A couple of grainy 1986 snapshots from our boy's early days.  
(What I would have given for an ever-handy cell phone camera
 and the color and clarity of 21st-century digital photography!)

Those words, "amazingly smoothly," kind of describe how his life has gone ever since.  He was always a happy kid, always liked to see the good in every person and every situation.  He always had a lot of friends in school, with his optimistic, glass-is-half-full attitude, his passion for anything sports-related, and his winning smile.  He was a joy to raise, and it has been a joy watching him in the role of Dada (he is as hands-on as they come) the past six years, raising his own brood of four with his lovely wife Preciosa.

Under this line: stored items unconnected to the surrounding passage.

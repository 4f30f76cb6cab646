//! HTTP surface: shared state, router and response plumbing.

pub mod analysis;
pub mod middleware;
pub mod params;
pub mod users;
pub mod webhooks;

use axum::{
    extract::DefaultBodyLimit,
    http::{HeaderMap, HeaderValue, StatusCode},
    response::{IntoResponse, Response},
    routing::{get, post},
    Json, Router,
};
use serde_json::Value;
use std::sync::Arc;
use std::time::Duration;
use tower_http::cors::{AllowOrigin, Any, CorsLayer};
use tower_http::timeout::TimeoutLayer;

use crate::config::Config;
use crate::entities::EntityRegistry;
use crate::error::ApiError;
use crate::graph::FlowGraphEngine;
use crate::intent::IntentClient;
use crate::risk::RiskEngine;
use crate::storage::models::AuthContext;
use crate::storage::Store;
use crate::tenant::webhook::WebhookProcessor;
use crate::tenant::{GateHeaders, TenantGate};
use crate::upstream::UpstreamClient;
use middleware::IpRateLimiter;

/// Maximum request body size (100 kB).
const MAX_BODY_BYTES: usize = 100 * 1024;
/// Overall per-request deadline. Detached background writes outlive it.
const REQUEST_DEADLINE: Duration = Duration::from_secs(30);
/// Requests per minute per IP on the unauthenticated endpoints.
const PUBLIC_RATE_PER_MINUTE: u32 = 10;

/// Process-wide services shared by every handler.
#[derive(Clone)]
pub struct AppState {
    pub config: Arc<Config>,
    pub store: Arc<dyn Store>,
    pub upstream: Arc<UpstreamClient>,
    pub registry: Arc<EntityRegistry>,
    pub graph: Arc<FlowGraphEngine>,
    pub risk: Arc<RiskEngine>,
    pub intent: Arc<IntentClient>,
    pub gate: Arc<TenantGate>,
    pub webhooks: Arc<WebhookProcessor>,
    pub ip_limiter: Arc<IpRateLimiter>,
}

impl AppState {
    #[allow(clippy::too_many_arguments)]
    pub fn new(
        config: Arc<Config>,
        store: Arc<dyn Store>,
        upstream: Arc<UpstreamClient>,
        registry: Arc<EntityRegistry>,
        graph: Arc<FlowGraphEngine>,
        risk: Arc<RiskEngine>,
        intent: Arc<IntentClient>,
        gate: Arc<TenantGate>,
        webhooks: Arc<WebhookProcessor>,
    ) -> Self {
        Self {
            config,
            store,
            upstream,
            registry,
            graph,
            risk,
            intent,
            gate,
            webhooks,
            ip_limiter: Arc::new(IpRateLimiter::new(PUBLIC_RATE_PER_MINUTE)),
        }
    }

    /// Authenticate, then enforce subscription/quota/rate. Analytics
    /// endpoints route through this; account endpoints authenticate only.
    pub async fn authorize_request(
        &self,
        headers: &HeaderMap,
    ) -> Result<(AuthContext, GateHeaders), ApiError> {
        let ctx = self.authenticate_request(headers).await?;
        let gate_headers = self.gate.authorize(&ctx).await?;
        Ok((ctx, gate_headers))
    }

    pub async fn authenticate_request(
        &self,
        headers: &HeaderMap,
    ) -> Result<AuthContext, ApiError> {
        let raw_key = headers
            .get("x-api-key")
            .and_then(|v| v.to_str().ok())
            .ok_or_else(|| ApiError::Unauthenticated("missing x-api-key header".into()))?;
        self.gate.authenticate(raw_key).await
    }
}

/// Build the service router.
pub fn router(state: AppState) -> Router {
    let cors = if state.config.allowed_origins.is_empty() {
        CorsLayer::new()
            .allow_origin(Any)
            .allow_methods(Any)
            .allow_headers(Any)
    } else {
        let origins: Vec<HeaderValue> = state
            .config
            .allowed_origins
            .iter()
            .filter_map(|o| HeaderValue::from_str(o).ok())
            .collect();
        CorsLayer::new()
            .allow_origin(AllowOrigin::list(origins))
            .allow_methods(Any)
            .allow_headers(Any)
    };

    Router::new()
        .route("/health", get(analysis::health))
        .route(
            "/api/v1/analyze/path",
            post(analysis::analyze_path).get(analysis::analyze_path),
        )
        .route("/api/v1/risk/{address}", get(analysis::risk_assessment))
        .route("/api/v1/intent/{signature}", get(analysis::intent_inference))
        .route("/api/v1/trace", post(analysis::trace))
        .route(
            "/api/v1/analyze/token",
            post(analysis::analyze_token).get(analysis::analyze_token),
        )
        .route("/api/v1/users/register", post(users::register))
        .route("/api/v1/users/me", get(users::me))
        .route("/api/v1/users/usage", get(users::usage))
        .route("/api/v1/users/keys", get(users::list_keys).post(users::create_key))
        .route("/api/v1/users/keys/{key_id}", axum::routing::delete(users::revoke_key))
        .route("/api/v1/users/plan", post(users::change_plan))
        .route("/api/v1/users/cancel", post(users::cancel))
        .route("/webhooks/apix", post(webhooks::apix))
        .layer(axum::middleware::from_fn_with_state(
            state.clone(),
            middleware::request_context,
        ))
        .layer(TimeoutLayer::new(REQUEST_DEADLINE))
        .layer(DefaultBodyLimit::max(MAX_BODY_BYTES))
        .layer(cors)
        .with_state(state)
}

/// Render a JSON body with the rate/quota headers attached.
pub(crate) fn json_response(
    status: StatusCode,
    body: Value,
    gate_headers: Option<&GateHeaders>,
) -> Response {
    let mut response = (status, Json(body)).into_response();
    if let Some(gh) = gate_headers {
        gh.apply(response.headers_mut());
    }
    response
}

Our middle-born is about 6'3" and a lot more filled-out than he was back in the day; but he's still kind of lanky, even though he's not the skinny, knobby-kneed lad he once was.  ([Sniff!] I remember that sweet little guy so well!)  He often cooks for his kids and oversees their bath time; he changes diapers like a boss and creates his family’s Shutterfly photo books every year (he likes archiving memories—I think he got that from his mom!); he’s an assistant t-ball coach for his two oldest kids' team; and along with other impressive DIY projects, he puts up shiplap walls.  He is a jack of many trades these days.  He is also unfailingly good to his father and me, and is clearly happy to have us living just over a half-hour away, where we can be a part of his and his family's everyday life in VA.

This was taken about a week ago, after his oldest daughter's
pre-K end-of-year show.

About a year before we made the decision to sell our house in NH and head to VA, son #3 and Preciosa emailed us a 15-page powerpoint presentation, complete with pictures and professional-looking graphics, enumerating all the compelling reasons why we should move south.  I shrank each page to the size of a wallet photo so that I could frame the entire document, which hangs in the stairwell on the way to the basement in the VA house we bought in 2017. Every time I pass by and see it, I am reminded that we are just where we're meant to be, and that we are beyond blessed to have grown children who want us nearby.

At the time that this powerpoint was composed, we had three married sons and
three grandchildren living in VA.  That number has grown to four married sons 
and 17 grandchildren.  When son #3 and his wife wrote this for us, they were the
parents of two, and they have since added two more.

I used to fear the empty nest a bit, because I'm not a big fan of change.  There was a time when I couldn't imagine our middle son—along with his four brothers—flying far from home.  But like the mother rabbit in The Runaway Bunny (one of my all-time favorite children's picture books) was wont to do, their dad and I decided that if that was what was going to happen, we would just follow them!  Luckily for us, most of them flew to the same region; so our choice was a relatively easy one to make.


This birthday boy of ours...how we love him!  And his powerpoint co-writer...we love her, too.